Il mondo interiore di Eco nella sua biblioteca

di Marcello Conti

Nell’ala della Biblioteca di via Zamboni che ospiterà i libri di Eco si manterrà l’ordine originale con cui erano disposti sugli scaffali. Un modo per restituire anche «l’ordine mentale» dello scrittore.

Lo sa bene qualunque bibliofilo, ma probabilmente anche il semplice lettore reduce da un trasloco. Come disporre i propri volumi in una libreria non è mai un atto innocente, neutro, senza implicazioni. Jorge Luis Borges, in una poesia di Elogio de la sombra, scriveva che «ordinare una biblioteca è / esercitare, in silenzio e modestia, / l’arte del critico». L’argentino se ne intendeva di biblioteche (sia reali che immaginarie, come la vertiginosa Biblioteca di Babele dell’omonimo racconto, grande quanto un universo e contenente qualunque testo scrivibile) e in quei versi rivelava una verità ovvia per gli amanti dei libri: disporre i volumi lungo gli scaffali, scegliere un certo ordine piuttosto che un altro, significa già esprimere dei giudizi, costruire percorsi, creare accostamenti di temi e dialoghi tra autori. Soprattutto, quell’ordine dice qualcosa sul proprietario della biblioteca, sulla sua visione della letteratura e quindi anche sulla sua visione del mondo.

Con Borges probabilmente era d’accordo Umberto Eco (che amava lo scrittore argentino e che, infatti, per omaggiarlo battezzò Jorge da Burgos un importante personaggio de Il nome della rosa: il monaco cieco custode – guarda un po’ – di una grande biblioteca). Possiamo quindi ipotizzarlo felice di sapere che i suoi libri, da poco ereditati dall’Alma Mater, nella loro nuova casa manterranno il medesimo ordine con cui li aveva sistemati nella sua biblioteca privata. È un aspetto importante sottolineato anche da Giacomo Nerozzi, responsabile gestionale della Biblioteca universitaria di Bologna, durante la conferenza stampa di presentazione del progetto: «La sfida è stata quella di creare in un ambiente nuovo la stessa atmosfera della biblioteca privata del professore. Nella nuova sede di destinazione si cercherà quindi di replicare precisamente la sede di provenienza dei libri, rispettandone la disposizione originaria che corrisponde anche all’ordine mentale dello scrittore».

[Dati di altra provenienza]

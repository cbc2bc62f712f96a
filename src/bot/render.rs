//! Reply text and keyboard construction.
//!
//! Every user-facing string the bot sends is built here, so handlers stay
//! free of formatting and tests can assert on exact output.

use chrono::{DateTime, Utc};

use crate::channels::Keyboard;
use crate::listing::PageWindow;
use crate::store::User;

/// Admin panel button labels. These arrive back as plain text, so the
/// dispatcher matches inbound messages against them verbatim.
pub mod buttons {
    pub const LIST_USERS: &str = "📜 List Users";
    pub const LIST_ADMINS: &str = "👑 List Admins";
    pub const DELETE_USER: &str = "🗑 Delete User";
    pub const PROMOTE_USER: &str = "⬆ Promote User";
    pub const UNPROMOTE_ADMIN: &str = "⬇ Unpromote Admin";
    pub const APPROVE_PENDING: &str = "✅ Approve Pending Admins";
    pub const MY_PROFILE: &str = "👤 My Profile";
}

/// Callback names carried in inline buttons.
pub mod actions {
    pub const MY_PROFILE: &str = "my_profile";
    pub const REQUEST_ADMIN: &str = "request_admin";
    /// Pagination callbacks are `page_<n>`.
    pub const PAGE_PREFIX: &str = "page_";
}

/// Persistent keyboard shown to admins after /start.
pub fn admin_keyboard() -> Keyboard {
    Keyboard::Reply(vec![
        vec![buttons::LIST_USERS.into(), buttons::LIST_ADMINS.into()],
        vec![buttons::DELETE_USER.into(), buttons::PROMOTE_USER.into()],
        vec![buttons::UNPROMOTE_ADMIN.into(), buttons::APPROVE_PENDING.into()],
        vec![buttons::MY_PROFILE.into()],
    ])
}

/// Inline options offered to a freshly registered user.
pub fn user_keyboard() -> Keyboard {
    Keyboard::Inline(vec![
        vec![("My Profile".into(), actions::MY_PROFILE.into())],
        vec![("Request to be Admin".into(), actions::REQUEST_ADMIN.into())],
    ])
}

/// "March 5, 2026 3:07 PM" style registration timestamp.
pub fn format_registration_date(at: DateTime<Utc>) -> String {
    at.format("%B %-d, %Y %-I:%M %p").to_string()
}

fn user_entry(index: usize, user: &User) -> String {
    format!(
        "{index}. 👤 Name: {}\n   📧 Email: {}\n   📱 Phone: {}\n   💬 Telegram ID: {}\n   📅 Registered: {}",
        user.full_name,
        user.email,
        user.phone_number,
        user.telegram_id,
        format_registration_date(user.created_at),
    )
}

/// One page of registered users, numbered from 1 within the page.
pub fn user_list(users: &[User]) -> String {
    let entries: Vec<String> = users
        .iter()
        .enumerate()
        .map(|(i, user)| user_entry(i + 1, user))
        .collect();
    format!("Registered Users:\n\n{}", entries.join("\n\n"))
}

pub fn admin_list(admins: &[User]) -> String {
    let entries: Vec<String> = admins
        .iter()
        .enumerate()
        .map(|(i, admin)| user_entry(i + 1, admin))
        .collect();
    format!("List of Admins:\n\n{}", entries.join("\n\n"))
}

/// Queued admin requests. Shorter entries: the approver only needs name,
/// email, and the id to paste into the promote prompt.
pub fn pending_list(pending: &[User]) -> String {
    let entries: Vec<String> = pending
        .iter()
        .enumerate()
        .map(|(i, user)| {
            format!(
                "{}. 👤 Name: {}\n   📧 Email: {}\n   💬 Telegram ID: {}",
                i + 1,
                user.full_name,
                user.email,
                user.telegram_id,
            )
        })
        .collect();
    format!("Pending Admin Approvals:\n\n{}", entries.join("\n"))
}

/// Plain-text profile for the "👤 My Profile" panel button.
pub fn profile(user: &User) -> String {
    format!(
        "👤 Name: {}\n📧 Email: {}\n📱 Phone: {}\n📅 Registered: {}",
        user.full_name,
        user.email,
        user.phone_number,
        format_registration_date(user.created_at),
    )
}

/// Markdown profile for the `my_profile` inline callback.
pub fn profile_markdown(user: &User) -> String {
    format!(
        "📌 *Your Profile:*\n\n👤 *Full Name:* {}\n📧 *Email:* {}\n📞 *Phone:* {}",
        user.full_name, user.email, user.phone_number,
    )
}

/// Previous/next controls for a user-list page. `None` when the whole
/// list fits on one page.
pub fn page_buttons(window: &PageWindow) -> Option<Keyboard> {
    let mut row = Vec::new();
    if window.has_prev {
        row.push((
            "◀ Previous".to_string(),
            format!("{}{}", actions::PAGE_PREFIX, window.page - 1),
        ));
    }
    if window.has_next {
        row.push((
            "Next ▶".to_string(),
            format!("{}{}", actions::PAGE_PREFIX, window.page + 1),
        ));
    }
    if row.is_empty() {
        None
    } else {
        Some(Keyboard::Inline(vec![row]))
    }
}

#[cfg(test)]
mod tests {
    use super::*;
    use crate::listing::page_window;
    use chrono::TimeZone;

    fn sample_user() -> User {
        User {
            telegram_id: 42,
            full_name: "Alice Smith".to_string(),
            email: "alice@example.com".to_string(),
            phone_number: "+15551234567".to_string(),
            is_admin: false,
            created_at: Utc.with_ymd_and_hms(2026, 3, 5, 15, 7, 0).unwrap(),
        }
    }

    #[test]
    fn registration_date_is_unpadded() {
        let at = Utc.with_ymd_and_hms(2026, 3, 5, 15, 7, 0).unwrap();
        assert_eq!(format_registration_date(at), "March 5, 2026 3:07 PM");
    }

    #[test]
    fn registration_date_morning_hour() {
        let at = Utc.with_ymd_and_hms(2025, 12, 31, 9, 5, 0).unwrap();
        assert_eq!(format_registration_date(at), "December 31, 2025 9:05 AM");
    }

    #[test]
    fn user_list_numbers_entries_within_page() {
        let mut second = sample_user();
        second.telegram_id = 43;
        second.full_name = "Bob Jones".to_string();
        second.email = "bob@example.com".to_string();

        let text = user_list(&[sample_user(), second]);
        assert!(text.starts_with("Registered Users:\n\n1. 👤 Name: Alice Smith"));
        assert!(text.contains("2. 👤 Name: Bob Jones"));
        assert!(text.contains("💬 Telegram ID: 42"));
        assert!(text.contains("📅 Registered: March 5, 2026 3:07 PM"));
    }

    #[test]
    fn admin_list_uses_full_entries() {
        let text = admin_list(&[sample_user()]);
        assert!(text.starts_with("List of Admins:\n\n1. "));
        assert!(text.contains("📱 Phone: +15551234567"));
    }

    #[test]
    fn pending_list_omits_phone_and_date() {
        let text = pending_list(&[sample_user()]);
        assert!(text.starts_with("Pending Admin Approvals:\n\n1. "));
        assert!(text.contains("💬 Telegram ID: 42"));
        assert!(!text.contains("📱"));
        assert!(!text.contains("📅"));
    }

    #[test]
    fn profile_includes_registration_date() {
        let text = profile(&sample_user());
        assert_eq!(
            text,
            "👤 Name: Alice Smith\n📧 Email: alice@example.com\n📱 Phone: +15551234567\n📅 Registered: March 5, 2026 3:07 PM"
        );
    }

    #[test]
    fn markdown_profile_shape() {
        let text = profile_markdown(&sample_user());
        assert!(text.starts_with("📌 *Your Profile:*\n\n"));
        assert!(text.contains("👤 *Full Name:* Alice Smith"));
        assert!(!text.contains("Registered"));
    }

    #[test]
    fn admin_keyboard_rows() {
        let Keyboard::Reply(rows) = admin_keyboard() else {
            panic!("admin panel is a reply keyboard");
        };
        assert_eq!(rows.len(), 4);
        assert_eq!(rows[0], vec!["📜 List Users", "👑 List Admins"]);
        assert_eq!(rows[3], vec!["👤 My Profile"]);
    }

    #[test]
    fn user_keyboard_callbacks() {
        let Keyboard::Inline(rows) = user_keyboard() else {
            panic!("user options are inline buttons");
        };
        assert_eq!(rows[0][0], ("My Profile".to_string(), "my_profile".to_string()));
        assert_eq!(
            rows[1][0],
            ("Request to be Admin".to_string(), "request_admin".to_string())
        );
    }

    #[test]
    fn page_buttons_follow_window() {
        let first = page_window(1, 10, 25);
        let Some(Keyboard::Inline(rows)) = page_buttons(&first) else {
            panic!("first of three pages has controls");
        };
        assert_eq!(rows[0], vec![("Next ▶".to_string(), "page_2".to_string())]);

        let middle = page_window(2, 10, 25);
        let Some(Keyboard::Inline(rows)) = page_buttons(&middle) else {
            panic!("middle page has controls");
        };
        assert_eq!(
            rows[0],
            vec![
                ("◀ Previous".to_string(), "page_1".to_string()),
                ("Next ▶".to_string(), "page_3".to_string()),
            ]
        );

        let only = page_window(1, 10, 5);
        assert!(page_buttons(&only).is_none());
    }
}
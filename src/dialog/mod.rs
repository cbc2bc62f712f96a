//! Conversational state: dialogue steps and the per-identity session store.

pub mod sessions;
pub mod state;

pub use sessions::SessionStore;
pub use state::{AdminAction, DialogState};
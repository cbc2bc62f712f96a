//! Input validation rules for the registration dialogue.
//!
//! Only email and phone are validated; the name step accepts any
//! non-empty text.

use std::sync::LazyLock;

use regex::Regex;

/// Local part of allowed characters, `@`, domain with at least one dot,
/// top-level segment of 2+ letters.
static EMAIL_RE: LazyLock<Regex> =
    LazyLock::new(|| Regex::new(r"^[a-zA-Z0-9._%+-]+@[a-zA-Z0-9.-]+\.[a-zA-Z]{2,}$").unwrap());

/// Optional leading `+`, then 10 or more digits.
static PHONE_RE: LazyLock<Regex> = LazyLock::new(|| Regex::new(r"^\+?[0-9]{10,}$").unwrap());

/// Check that a string is a well-formed email address.
pub fn is_valid_email(text: &str) -> bool {
    EMAIL_RE.is_match(text)
}

/// Check that a string is a well-formed phone number.
pub fn is_valid_phone(text: &str) -> bool {
    PHONE_RE.is_match(text)
}

#[cfg(test)]
mod tests {
    use super::*;

    #[test]
    fn well_formed_emails_accepted() {
        for email in [
            "ann@example.com",
            "a.b_c%d+e-f@sub.domain.org",
            "USER123@HOST.IO",
            "x@y.co",
        ] {
            assert!(is_valid_email(email), "{email} should be valid");
        }
    }

    #[test]
    fn malformed_emails_rejected() {
        for email in [
            "",
            "bad-email",
            "missing-at.example.com",
            "no-tld@example",
            "short-tld@example.c",
            "spaces in@example.com",
            "trailing@example.com ",
            "@example.com",
        ] {
            assert!(!is_valid_email(email), "{email} should be invalid");
        }
    }

    #[test]
    fn well_formed_phones_accepted() {
        assert!(is_valid_phone("1234567890"));
        assert!(is_valid_phone("+1234567890"));
        assert!(is_valid_phone("12345678901234"));
    }

    #[test]
    fn malformed_phones_rejected() {
        for phone in [
            "",
            "123456789",      // nine digits
            "+123456789",     // nine digits with plus
            "12345abc890",    // letters
            "123 456 7890",   // spaces
            "++1234567890",   // double plus
            "1234567890+",    // plus at the end
        ] {
            assert!(!is_valid_phone(phone), "{phone} should be invalid");
        }
    }
}
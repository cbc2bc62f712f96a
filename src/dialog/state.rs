//! Dialogue state machine — tracks where a conversation is.
//!
//! The collected registration fields live inside the variants, so a later
//! step cannot exist without the earlier answers, and a session can never
//! be mid-onboarding and mid-admin-action at the same time.

/// Admin operation awaiting a target identity.
#[derive(Debug, Clone, Copy, PartialEq, Eq)]
pub enum AdminAction {
    Promote,
    Delete,
    Unpromote,
}

impl std::fmt::Display for AdminAction {
    fn fmt(&self, f: &mut std::fmt::Formatter<'_>) -> std::fmt::Result {
        let s = match self {
            Self::Promote => "promote",
            Self::Delete => "delete",
            Self::Unpromote => "unpromote",
        };
        write!(f, "{s}")
    }
}

/// Where a conversation currently stands.
///
/// Onboarding progresses linearly: Idle → AskFullName → AskEmail →
/// AskPhone → (record created) → Idle. There is no backward navigation.
/// `AwaitTarget` is the admin counterpart: the caller was prompted for a
/// target identity and the next text message answers it.
#[derive(Debug, Clone, PartialEq, Eq, Default)]
pub enum DialogState {
    #[default]
    Idle,
    AskFullName,
    AskEmail {
        full_name: String,
    },
    AskPhone {
        full_name: String,
        email: String,
    },
    AwaitTarget(AdminAction),
}

impl DialogState {
    /// Whether no dialogue is in progress.
    pub fn is_idle(&self) -> bool {
        matches!(self, Self::Idle)
    }

    /// Short name of the current step, for logging.
    pub fn step_name(&self) -> &'static str {
        match self {
            Self::Idle => "idle",
            Self::AskFullName => "ask_full_name",
            Self::AskEmail { .. } => "ask_email",
            Self::AskPhone { .. } => "ask_phone",
            Self::AwaitTarget(AdminAction::Promote) => "await_promote_target",
            Self::AwaitTarget(AdminAction::Delete) => "await_delete_target",
            Self::AwaitTarget(AdminAction::Unpromote) => "await_unpromote_target",
        }
    }
}

impl std::fmt::Display for DialogState {
    fn fmt(&self, f: &mut std::fmt::Formatter<'_>) -> std::fmt::Result {
        write!(f, "{}", self.step_name())
    }
}

#[cfg(test)]
mod tests {
    use super::*;

    #[test]
    fn default_is_idle() {
        assert!(DialogState::default().is_idle());
        assert!(!DialogState::AskFullName.is_idle());
    }

    #[test]
    fn step_names_are_distinct() {
        let states = [
            DialogState::Idle,
            DialogState::AskFullName,
            DialogState::AskEmail {
                full_name: "Ann".into(),
            },
            DialogState::AskPhone {
                full_name: "Ann".into(),
                email: "ann@example.com".into(),
            },
            DialogState::AwaitTarget(AdminAction::Promote),
            DialogState::AwaitTarget(AdminAction::Delete),
            DialogState::AwaitTarget(AdminAction::Unpromote),
        ];
        let mut names: Vec<&str> = states.iter().map(|s| s.step_name()).collect();
        names.sort_unstable();
        names.dedup();
        assert_eq!(names.len(), states.len());
    }
}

Già, l’ordine mentale di Umberto Eco, che è un po’ come dire il suo mondo interiore, nutrito in buona parte da libri ed erudizione, che si riverbera anche in tutte quelle annotazioni a margine, appunti, commenti e scarabocchi i quali arricchiscono ulteriormente il già inestimabile patrimonio intellettuale di 44mila libri. La loro futura dimora sarà (l’inaugurazione è prevista tra la primavera e l’estate del 2022) nel cuore stesso degli studi umanistici bolognesi, in via Zamboni, in un’ala della biblioteca universitaria che dà su piazza Puntoni. La notizia è arrivata a cinque anni dalla scomparsa di Eco e proprio nel corso dell’annata in cui il “suo” Dams spegne cinquanta candeline.

L’affidamento della biblioteca di Eco a Unibo è arrivata al termine di una trattativa lunga e complessa. «Nel suo testamento ci ha obbligato a non fare convegni su di lui per dieci anni, ma non ha detto niente sui suoi libri», hanno fatto sapere i figli Stefano e Carlotta. «Lo abbiamo interpretato come un grande gesto di fiducia, ci ha dato la libertà di scegliere e crediamo, donando la biblioteca moderna alla sua Università, di aver scelto bene. L’interlocuzione con l’ateneo è durata un po’, ma credo che alla fine la soluzione trovata sia nello spirito di nostro padre». Lo spirito di Umberto Eco che continuerà a lungo a stare a Bologna, anche attraverso i suoi libri.